- [Task prompt] Take the line containing "use once_cell::sync::Lazy;" and all lines after it to the end of the records, and output them exactly.

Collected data
//! Prometheus registry for the command line tool.

use anyhow::{Context, Result};
use once_cell::sync::Lazy;
use prometheus::{Encoder, Registry, TextEncoder};

/// Global metrics registry.
pub static REGISTRY: Lazy<Registry> = Lazy::new(|| {
    let registry = Registry::new();
    for metric in torrentfed_core::metrics::all_metrics() {
        // Only fails on duplicate names, which all_metrics doesn't have.
        let _ = registry.register(metric);
    }
    registry
});

/// Encode all metrics in the Prometheus text format.
pub fn encode_metrics() -> Result<String> {
    let encoder = TextEncoder::new();
    let metric_families = REGISTRY.gather();
    let mut buffer = Vec::new();
    encoder
        .encode(&metric_families, &mut buffer)
        .context("Failed to encode metrics")?;
    String::from_utf8(buffer).context("Metrics are not valid UTF-8")
}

- [Result of the task]
use once_cell::sync::Lazy;
use prometheus::{Encoder, Registry, TextEncoder};

/// Global metrics registry.
pub static REGISTRY: Lazy<Registry> = Lazy::new(|| {
    let registry = Registry::new();
    for metric in torrentfed_core::metrics::all_metrics() {
        // Only fails on duplicate names, which all_metrics doesn't have.
        let _ = registry.register(metric);
    }
    registry
});

/// Encode all metrics in the Prometheus text format.
pub fn encode_metrics() -> Result<String> {
    let encoder = TextEncoder::new();
    let metric_families = REGISTRY.gather();
    let mut buffer = Vec::new();
    encoder
        .encode(&metric_families, &mut buffer)
        .context("Failed to encode metrics")?;
    String::from_utf8(buffer).context("Metrics are not valid UTF-8")
}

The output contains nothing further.